El jefe del Ejecutivo intervino en la Conferencia de Seguridad de Múnich y participó en la mesa redonda sobre seguridad transatlántica.
Sánchez pidió a las potencias que “pongan freno y firmen”. Reclamó evitar una nueva escalada armamentística.
El planteamiento de Sánchez contrasta con el del secretario general de la OTAN, Mark Rutet, quien defendió una fuerte presencia estadounidense.
Rutte aseguró que Estados Unidos mantendrá su capacidad nuclear y convencional. Sus palabras subrayaron el compromiso militar aliado.
Sánchez recordó que España ha incrementado su gasto en defensa hasta triplicar el mismo.

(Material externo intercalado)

//! Trash lifecycle: soft-delete, restore, and permanent purge.
//!
//! Each transition is a sequential walk over the affected subtree with
//! state-guarded writes, so re-running an interrupted operation only
//! touches the nodes it did not reach the first time.

use chrono::{DateTime, Utc};
use serde::Serialize;
use tracing::{info, warn};
use uuid::Uuid;

use nimbus_core::error::{AppError, ErrorKind};
use nimbus_core::result::AppResult;
use nimbus_database::Liveness;
use nimbus_entity::node::Node;

use super::naming::available_name;
use super::service::TreeService;
use super::walk::collect_subtree;
use crate::context::RequestContext;

/// Attempts at re-resolving a restore name lost to a concurrent writer.
const RESTORE_NAME_ATTEMPTS: usize = 3;

/// What a permanent purge did.
#[derive(Debug, Clone, Default, PartialEq, Eq, Serialize)]
pub struct PurgeReport {
    /// Rows destroyed.
    pub purged: usize,
    /// Content objects deleted.
    pub released: usize,
    /// Content objects whose delete failed and were left behind.
    pub orphaned: usize,
    /// Live descendants moved to the root instead of being destroyed.
    pub detached: usize,
}

impl TreeService {
    /// Move a live node and its live subtree to trash.
    ///
    /// Descendants are trashed before their parents and the whole operation
    /// shares one timestamp. Returns how many nodes changed state; calling it
    /// on a node that is already trashed changes nothing.
    pub async fn soft_delete(&self, ctx: &RequestContext, node_id: Uuid) -> AppResult<usize> {
        let node = self.owned_node(ctx, node_id).await?;
        if node.is_trashed() {
            return Ok(0);
        }

        let at = Utc::now();
        let subtree = collect_subtree(self.nodes.as_ref(), node, Liveness::Live).await?;
        let mut trashed = 0;
        for member in subtree.iter().rev() {
            if self.nodes.mark_deleted(member.id, at).await? {
                trashed += 1;
            }
        }

        info!(
            user_id = %ctx.user_id,
            node_id = %node_id,
            trashed,
            "Moved to trash"
        );
        Ok(trashed)
    }

    /// Bring a trashed node back, together with the descendants trashed in
    /// the same or a later action.
    ///
    /// The node returns to its parent when that parent is still a live
    /// folder, else to the root. Restored nodes whose name is taken by a live
    /// sibling are renamed with the duplicate naming scheme.
    pub async fn restore(&self, ctx: &RequestContext, node_id: Uuid) -> AppResult<Node> {
        let node = self.owned_node(ctx, node_id).await?;
        let Some(deleted_at) = node.deleted_at else {
            return Err(AppError::invalid_operation("File is not in trash"));
        };

        let target = match node.parent_id {
            Some(parent_id) => self
                .nodes
                .find_by_id(parent_id)
                .await?
                .filter(|p| p.is_live() && p.is_folder && p.owner_id == node.owner_id)
                .map(|p| p.id),
            None => None,
        };

        let restored = self.restore_one(&node, target).await?;
        let mut count = 1;
        let mut frontier = Vec::new();
        if restored.is_folder {
            frontier.push(restored.id);
        }

        // Top-down: a parent is live before any of its children are revived.
        while let Some(folder_id) = frontier.pop() {
            for child in self.nodes.list_children(folder_id, Liveness::Trashed).await? {
                if !was_trashed_with(&child, deleted_at) {
                    continue;
                }
                let child = self.restore_one(&child, Some(folder_id)).await?;
                count += 1;
                if child.is_folder {
                    frontier.push(child.id);
                }
            }
        }

        info!(
            user_id = %ctx.user_id,
            node_id = %node_id,
            restored = count,
            parent_id = ?restored.parent_id,
            "Restored from trash"
        );
        Ok(restored)
    }

    /// Permanently destroy a trashed node and its trashed subtree.
    ///
    /// Children are purged before parents. Content release is best-effort:
    /// a failed delete is logged and the row is destroyed anyway. Every
    /// share on a purged node goes with it.
    pub async fn purge(&self, ctx: &RequestContext, node_id: Uuid) -> AppResult<PurgeReport> {
        let node = self.owned_node(ctx, node_id).await?;
        if node.is_live() {
            return Err(AppError::invalid_operation(
                "Only items in trash can be permanently deleted",
            ));
        }

        let subtree = collect_subtree(self.nodes.as_ref(), node, Liveness::Trashed).await?;
        let mut report = PurgeReport::default();

        for member in subtree.iter().rev() {
            if member.is_folder {
                report.detached += self.detach_live_children(member).await?;
            }
            if let Some(key) = member.content_ref.as_deref() {
                if self.content.release_content(key).await.is_released() {
                    report.released += 1;
                } else {
                    report.orphaned += 1;
                }
            }
            self.shares.delete_for_node(member.id).await?;
            if self.nodes.delete(member.id).await? {
                report.purged += 1;
            }
        }

        info!(
            user_id = %ctx.user_id,
            node_id = %node_id,
            purged = report.purged,
            released = report.released,
            orphaned = report.orphaned,
            detached = report.detached,
            "Permanently deleted"
        );
        Ok(report)
    }

    /// Clear the caller's trash.
    pub async fn empty_trash(&self, ctx: &RequestContext) -> AppResult<PurgeReport> {
        let trash = self.nodes.list_trash(ctx.user_id).await?;
        let trashed: std::collections::HashSet<Uuid> = trash.iter().map(|n| n.id).collect();
        let mut total = PurgeReport::default();

        // Only trash roots; their subtrees are purged with them.
        for node in trash
            .iter()
            .filter(|n| n.parent_id.is_none_or(|p| !trashed.contains(&p)))
        {
            match self.purge(ctx, node.id).await {
                Ok(report) => {
                    total.purged += report.purged;
                    total.released += report.released;
                    total.orphaned += report.orphaned;
                    total.detached += report.detached;
                }
                Err(e) if e.is(ErrorKind::NotFound) => {}
                Err(e) => return Err(e),
            }
        }
        Ok(total)
    }

    async fn restore_one(&self, node: &Node, parent_id: Option<Uuid>) -> AppResult<Node> {
        let mut parent_id = parent_id;
        for _ in 0..RESTORE_NAME_ATTEMPTS {
            let name = available_name(
                self.nodes.as_ref(),
                node.owner_id,
                parent_id,
                node.kind(),
                &node.name,
            )
            .await?;

            match self.nodes.mark_restored(node.id, parent_id, &name).await {
                Ok(Some(restored)) => return Ok(restored),
                Ok(None) => {
                    let current = self
                        .nodes
                        .find_by_id(node.id)
                        .await?
                        .ok_or_else(|| AppError::not_found("File not found in trash"))?;
                    if current.is_live() {
                        return Ok(current);
                    }
                    if parent_id.is_none() {
                        break;
                    }
                    // The parent stopped being a live folder meanwhile.
                    parent_id = None;
                }
                Err(e) if e.is(ErrorKind::NameConflict) => continue,
                Err(e) => return Err(e),
            }
        }
        Err(AppError::conflict(format!(
            "Node {} was modified concurrently during restore",
            node.id
        )))
    }

    async fn detach_live_children(&self, folder: &Node) -> AppResult<usize> {
        let live = self.nodes.list_children(folder.id, Liveness::Live).await?;
        for child in &live {
            let name = available_name(
                self.nodes.as_ref(),
                child.owner_id,
                None,
                child.kind(),
                &child.name,
            )
            .await?;
            self.nodes
                .set_parent(child.id, child.version, None, &name)
                .await?;
            warn!(
                node_id = %child.id,
                folder_id = %folder.id,
                "Live node found under purged folder; moved to root"
            );
        }
        Ok(live.len())
    }
}

fn was_trashed_with(node: &Node, root_deleted_at: DateTime<Utc>) -> bool {
    node.deleted_at.is_some_and(|at| at >= root_deleted_at)
}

También destacó que nuestro país ha duplicado sus efectivos en misiones OTAN y subrayó el compromiso con la seguridad colectiva.
El presidente del ejectuivo español consideró que la disuasión nuclear no es la senda adecuada. El presdiente cifró el coste del rearme nuclear en 11 millones de dólares por hora.
También advirtió de los riesgos de errores técnicos y humanos. Señaló que esos fallos ya acercaron al mundo a conflictos irreversibles.
A su juicio, un sistema que exige cero errores no garantiza seguridad. Calificó el rearme nuclear como una apuesta peligrosa.
Sánchez pidió impedir una nueva carrera armamentística. Afirmó que la Historia juzgará las decisiones adoptadas en este contexto.